## EXERCISE INSTRUCTIONS
Take from the data every line in which the word "SilentSource" is found.

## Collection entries
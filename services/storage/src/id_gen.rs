//! Monotonic sort key generation.
//!
//! Keys are ULIDs: 48 bits of millisecond time followed by 80 random bits,
//! rendered as 26 Crockford base32 characters so string order equals
//! generation order. Calls inside the same millisecond increment the previous
//! value instead of drawing new randomness.

use parking_lot::Mutex;
use ulid::Ulid;

/// Thread-safe generator of strictly increasing ULIDs
#[derive(Debug)]
pub struct MonotonicIdGenerator {
    last: Mutex<Ulid>,
}

impl MonotonicIdGenerator {
    pub fn new() -> Self {
        Self {
            last: Mutex::new(Ulid::nil()),
        }
    }

    /// Next id, strictly greater than every id this generator returned before
    pub fn next(&self) -> Ulid {
        let mut last = self.last.lock();
        let fresh = Ulid::new();

        let next = if fresh > *last {
            fresh
        } else {
            // Same tick (or clock stepped back): bump the previous value.
            last.increment()
                .unwrap_or_else(|| Ulid::from_parts(last.timestamp_ms() + 1, 0))
        };

        *last = next;
        next
    }

    /// Next id as its sortable string form
    pub fn next_string(&self) -> String {
        self.next().to_string()
    }

    #[cfg(test)]
    fn starting_after(last: Ulid) -> Self {
        Self {
            last: Mutex::new(last),
        }
    }
}

impl Default for MonotonicIdGenerator {
    fn default() -> Self {
        Self::new()
    }
}

#[cfg(test)]
mod tests {
    use super::*;
    use std::sync::Arc;

    #[test]
    fn test_ids_strictly_increase() {
        let generator = MonotonicIdGenerator::new();
        let ids: Vec<String> = (0..10_000).map(|_| generator.next_string()).collect();

        for pair in ids.windows(2) {
            assert!(pair[0] < pair[1], "{} !< {}", pair[0], pair[1]);
        }
    }

    #[test]
    fn test_clock_behind_last_id() {
        // Last id sits far in the future: new ids must still sort after it
        let future = Ulid::from_parts(u64::from(u32::MAX) * 1000, 7);
        let generator = MonotonicIdGenerator::starting_after(future);

        let next = generator.next();
        assert!(next > future);
        assert_eq!(next.timestamp_ms(), future.timestamp_ms());
    }

    #[test]
    fn test_random_overflow_rolls_to_next_millisecond() {
        let saturated = Ulid::from_parts(u64::from(u32::MAX) * 1000, u128::MAX);
        let generator = MonotonicIdGenerator::starting_after(saturated);

        let next = generator.next();
        assert!(next > saturated);
        assert_eq!(next.timestamp_ms(), saturated.timestamp_ms() + 1);
    }

    #[test]
    fn test_concurrent_generation_is_unique() {
        let generator = Arc::new(MonotonicIdGenerator::new());
        let handles: Vec<_> = (0..4)
            .map(|_| {
                let generator = generator.clone();
                std::thread::spawn(move || {
                    (0..1000).map(|_| generator.next()).collect::<Vec<_>>()
                })
            })
            .collect();

        let mut all: Vec<Ulid> = handles
            .into_iter()
            .flat_map(|h| h.join().unwrap())
            .collect();
        let total = all.len();
        all.sort();
        all.dedup();
        assert_eq!(all.len(), total);
    }
}
//! HTTP API for starting, listing and stopping stream sessions.

use crate::config::ApiConfig;
use crate::sessions::{SessionInfo, SessionRegistry, StartOutcome};
use crate::stream_consumer::StreamRequest;
use anyhow::{Context, Result};
use axum::{
    extract::{Path, Query, State},
    http::StatusCode,
    response::IntoResponse,
    routing::get,
    Json, Router,
};
use serde::Serialize;
use std::future::Future;
use std::sync::Arc;
use tower_http::trace::TraceLayer;
use tracing::info;

/// Shared API state
#[derive(Clone)]
pub struct AppState {
    pub registry: Arc<SessionRegistry>,
}

/// Plain message response
#[derive(Debug, Serialize)]
pub struct MessageResponse {
    pub message: String,
}

/// Error response
#[derive(Debug, Serialize)]
pub struct ErrorResponse {
    pub error: String,
    pub code: String,
}

/// Create the API router
pub fn create_router(state: AppState) -> Router {
    Router::new()
        .route("/health", get(health_check))
        .route("/tweets/sessions", get(list_sessions))
        .route(
            "/tweets/consume/:criteria",
            get(start_consuming).delete(stop_consuming),
        )
        .layer(TraceLayer::new_for_http())
        .with_state(state)
}

/// Health check endpoint
async fn health_check() -> impl IntoResponse {
    Json(serde_json::json!({ "status": "UP" }))
}

/// Start consuming a criteria in the background. Returns immediately.
async fn start_consuming(
    State(state): State<AppState>,
    Path(criteria): Path<String>,
    Query(request): Query<StreamRequest>,
) -> Result<Json<MessageResponse>, (StatusCode, Json<ErrorResponse>)> {
    if criteria.trim().is_empty() {
        return Err((
            StatusCode::BAD_REQUEST,
            Json(ErrorResponse {
                error: "Criteria must not be empty".to_string(),
                code: "INVALID_CRITERIA".to_string(),
            }),
        ));
    }

    let message = match state.registry.start(&criteria, request) {
        StartOutcome::Started => "Started consuming tweets.",
        StartOutcome::AlreadyRunning => "Already consuming tweets.",
    };

    Ok(Json(MessageResponse {
        message: message.to_string(),
    }))
}

/// Stop the session for a criteria
async fn stop_consuming(
    State(state): State<AppState>,
    Path(criteria): Path<String>,
) -> Result<Json<MessageResponse>, (StatusCode, Json<ErrorResponse>)> {
    if !state.registry.stop(&criteria) {
        return Err((
            StatusCode::NOT_FOUND,
            Json(ErrorResponse {
                error: format!("No active session for {criteria}"),
                code: "NOT_FOUND".to_string(),
            }),
        ));
    }

    Ok(Json(MessageResponse {
        message: "Stopped consuming tweets.".to_string(),
    }))
}

/// List running sessions with their counters
async fn list_sessions(State(state): State<AppState>) -> Json<Vec<SessionInfo>> {
    Json(state.registry.list())
}

/// Serve the API until `shutdown` resolves
pub async fn start_api_server<F>(state: AppState, config: &ApiConfig, shutdown: F) -> Result<()>
where
    F: Future<Output = ()> + Send + 'static,
{
    let router = create_router(state);
    let addr = format!("{}:{}", config.host, config.port);

    info!(address = %addr, "Starting ingestion API server");

    let listener = tokio::net::TcpListener::bind(&addr)
        .await
        .context("Failed to bind to address")?;

    axum::serve(listener, router)
        .with_graceful_shutdown(shutdown)
        .await
        .context("API server error")?;

    Ok(())
}

#[cfg(test)]
mod tests {
    use super::*;
    use crate::adapter::TwitterAdapter;
    use crate::stream_consumer::{
        BackoffPolicy, ChunkStream, ConnectionError, ConsumerSettings, StreamConsumer, StreamSource,
    };
    use crate::telemetry::NoopMetricsSink;
    use async_trait::async_trait;
    use axum::body::Body;
    use axum::http::{Method, Request};
    use futures::StreamExt;
    use http_body_util::BodyExt;
    use serde_json::Value;
    use std::time::Duration;
    use tower::ServiceExt;
    use tweet_storage::{BatchWriter, MemoryKeyValueStore, MonotonicIdGenerator, WriterConfig};

    struct SilentSource;

    #[async_trait]
    impl StreamSource for SilentSource {
        async fn open(&self, _criteria: &str, _request: &StreamRequest) -> Result<ChunkStream, ConnectionError> {
            Ok(futures::stream::pending().boxed())
        }
    }

    fn test_state() -> AppState {
        let writer = BatchWriter::new(
            Arc::new(MemoryKeyValueStore::new()),
            Arc::new(MonotonicIdGenerator::new()),
            &WriterConfig::default(),
        );
        let consumer = StreamConsumer::new(
            Arc::new(SilentSource),
            Arc::new(TwitterAdapter),
            Arc::new(writer),
            Arc::new(NoopMetricsSink),
            ConsumerSettings {
                batch_size: 25,
                max_pending_items: 100,
                max_buffer_bytes: 1024,
                idle_timeout: Duration::from_secs(60),
                backoff: BackoffPolicy {
                    base_delay: Duration::ZERO,
                    max_jitter: Duration::ZERO,
                    max_attempts: 0,
                },
            },
        );
        AppState {
            registry: Arc::new(SessionRegistry::new(Arc::new(consumer))),
        }
    }

    async fn send(router: Router, method: Method, uri: &str) -> (StatusCode, Value) {
        let response = router
            .oneshot(Request::builder().method(method).uri(uri).body(Body::empty()).unwrap())
            .await
            .unwrap();
        let status = response.status();
        let body = response.into_body().collect().await.unwrap().to_bytes();
        (status, serde_json::from_slice(&body).unwrap_or(Value::Null))
    }

    #[tokio::test]
    async fn test_health() {
        let (status, body) = send(create_router(test_state()), Method::GET, "/health").await;
        assert_eq!(status, StatusCode::OK);
        assert_eq!(body, serde_json::json!({"status": "UP"}));
    }

    #[tokio::test]
    async fn test_start_consuming_forwards_parameters() {
        let state = test_state();
        let router = create_router(state.clone());

        let (status, body) = send(
            router.clone(),
            Method::GET,
            "/tweets/consume/rustlang?limit=10&frequency=2&maxTweets=100",
        )
        .await;
        assert_eq!(status, StatusCode::OK);
        assert_eq!(body["message"], "Started consuming tweets.");

        let sessions = state.registry.list();
        assert_eq!(sessions.len(), 1);
        assert_eq!(sessions[0].criteria, "rustlang");
        assert_eq!(sessions[0].request.max_tweets, Some(100));
        assert_eq!(sessions[0].request.frequency, Some(2));

        let (_, body) = send(router, Method::GET, "/tweets/consume/rustlang").await;
        assert_eq!(body["message"], "Already consuming tweets.");

        state.registry.shutdown().await;
    }

    #[tokio::test]
    async fn test_invalid_query_is_rejected() {
        let (status, _) = send(
            create_router(test_state()),
            Method::GET,
            "/tweets/consume/rustlang?limit=lots",
        )
        .await;
        assert_eq!(status, StatusCode::BAD_REQUEST);
    }

    #[tokio::test]
    async fn test_list_and_stop_sessions() {
        let state = test_state();
        let router = create_router(state.clone());
        send(router.clone(), Method::GET, "/tweets/consume/rustlang").await;

        let (status, body) = send(router.clone(), Method::GET, "/tweets/sessions").await;
        assert_eq!(status, StatusCode::OK);
        assert_eq!(body[0]["criteria"], "rustlang");
        assert_eq!(body[0]["partition"], "twitter#rustlang");

        let (status, body) = send(router.clone(), Method::DELETE, "/tweets/consume/rustlang").await;
        assert_eq!(status, StatusCode::OK);
        assert_eq!(body["message"], "Stopped consuming tweets.");

        let (status, body) = send(router, Method::DELETE, "/tweets/consume/rustlang").await;
        assert_eq!(status, StatusCode::NOT_FOUND);
        assert_eq!(body["code"], "NOT_FOUND");

        state.registry.shutdown().await;
    }
}
use std::collections::HashSet;
use std::sync::Arc;
use tracing::{debug, info, instrument};
use tweet_storage::{KeyValueStore, PartitionCount, StoreError};

/// Lists partitions whose counter exceeds a threshold
pub struct ArchivalScanner {
    store: Arc<dyn KeyValueStore>,
}

impl ArchivalScanner {
    pub fn new(store: Arc<dyn KeyValueStore>) -> Self {
        Self { store }
    }

    /// Every partition with `item_count > threshold`, each exactly once.
    ///
    /// Follows continuation tokens until the scan is exhausted; pages may
    /// come back empty while more remain.
    #[instrument(skip(self))]
    pub async fn find_over_threshold(&self, threshold: i64) -> Result<Vec<PartitionCount>, StoreError> {
        let mut seen = HashSet::new();
        let mut found = Vec::new();
        let mut token = None;
        let mut pages = 0u32;

        loop {
            let page = self.store.scan_counts_above(threshold, token).await?;
            pages += 1;

            for count in page.items {
                if seen.insert(count.partition.clone()) {
                    found.push(count);
                }
            }

            match page.next {
                Some(next) => token = Some(next),
                None => break,
            }
        }

        debug!(pages = pages, "Count scan finished");
        info!(threshold = threshold, partitions = found.len(), "Found partitions over threshold");
        Ok(found)
    }
}
//! Tweet Storage
//!
//! Persistence layer shared by the ingestion service and the archival job.
//! Items collected from social media providers are written into per-search
//! partitions, each with a running item counter; partitions that grow past a
//! threshold are trimmed into an object store.
//!
//! ## Features
//!
//! - **Counted partitions**: every newly inserted row bumps its partition
//!   counter, duplicates never do
//! - **Insert-if-absent**: a provider item is stored at most once per
//!   partition, however often the stream repeats it
//! - **Sortable ids**: ULID sort keys keep rows in ingestion order
//! - **Archive objects**: immutable JSON exports to S3 with sortable keys
//!
//! ## Architecture
//!
//! ```text
//!  Stream consumer            Archival job
//!        │                         │
//!        ▼                         ▼
//! ┌──────────────┐          ┌──────────────┐
//! │ Batch        │          │ Object       │──────▶ S3 archive/
//! │ Writer       │          │ Store        │
//! └──────────────┘          └──────────────┘
//!        │                         ▲
//!        ▼                         │
//! ┌──────────────────────────────────────────┐
//! │ Key-value store (DynamoDB or in-memory)  │
//! │   item rows  ·  partition counters       │
//! └──────────────────────────────────────────┘
//! ```

pub mod batch_writer;
pub mod config;
pub mod dynamo;
pub mod error;
pub mod id_gen;
pub mod kv_store;
pub mod memory;
pub mod model;
pub mod object_store;

pub use batch_writer::{BatchWriter, InsertSummary};
pub use config::{ObjectStoreConfig, StorageBackend, StorageConfig, WriterConfig};
pub use dynamo::DynamoKeyValueStore;
pub use error::{ExportError, StoreError};
pub use id_gen::MonotonicIdGenerator;
pub use kv_store::{KeyValueStore, Page, PageToken, MAX_BATCH_ITEMS};
pub use memory::{MemoryKeyValueStore, MemoryObjectStore};
pub use model::{ItemKey, PartitionCount, PartitionKey, PutOutcome, SocialMediaItem, StoredItem};
pub use object_store::{archive_key, ObjectStore, S3ObjectStore, JSON_CONTENT_TYPE};

#[cfg(any(test, feature = "mocks"))]
pub use kv_store::MockKeyValueStore;
#[cfg(any(test, feature = "mocks"))]
pub use object_store::MockObjectStore;

use std::sync::Arc;
use tracing::warn;

/// Build the configured key-value store
pub async fn connect_store(config: &StorageConfig) -> Arc<dyn KeyValueStore> {
    match config.backend {
        StorageBackend::Dynamodb => Arc::new(DynamoKeyValueStore::new(config).await),
        StorageBackend::Memory => {
            warn!("Using in-memory store, data is lost on exit");
            Arc::new(MemoryKeyValueStore::new().with_dedup_ttl(config.dedup_ttl()))
        }
    }
}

## ANSWER TO THIS PROBLEM
    struct SilentSource;
    impl StreamSource for SilentSource {
            Arc::new(SilentSource),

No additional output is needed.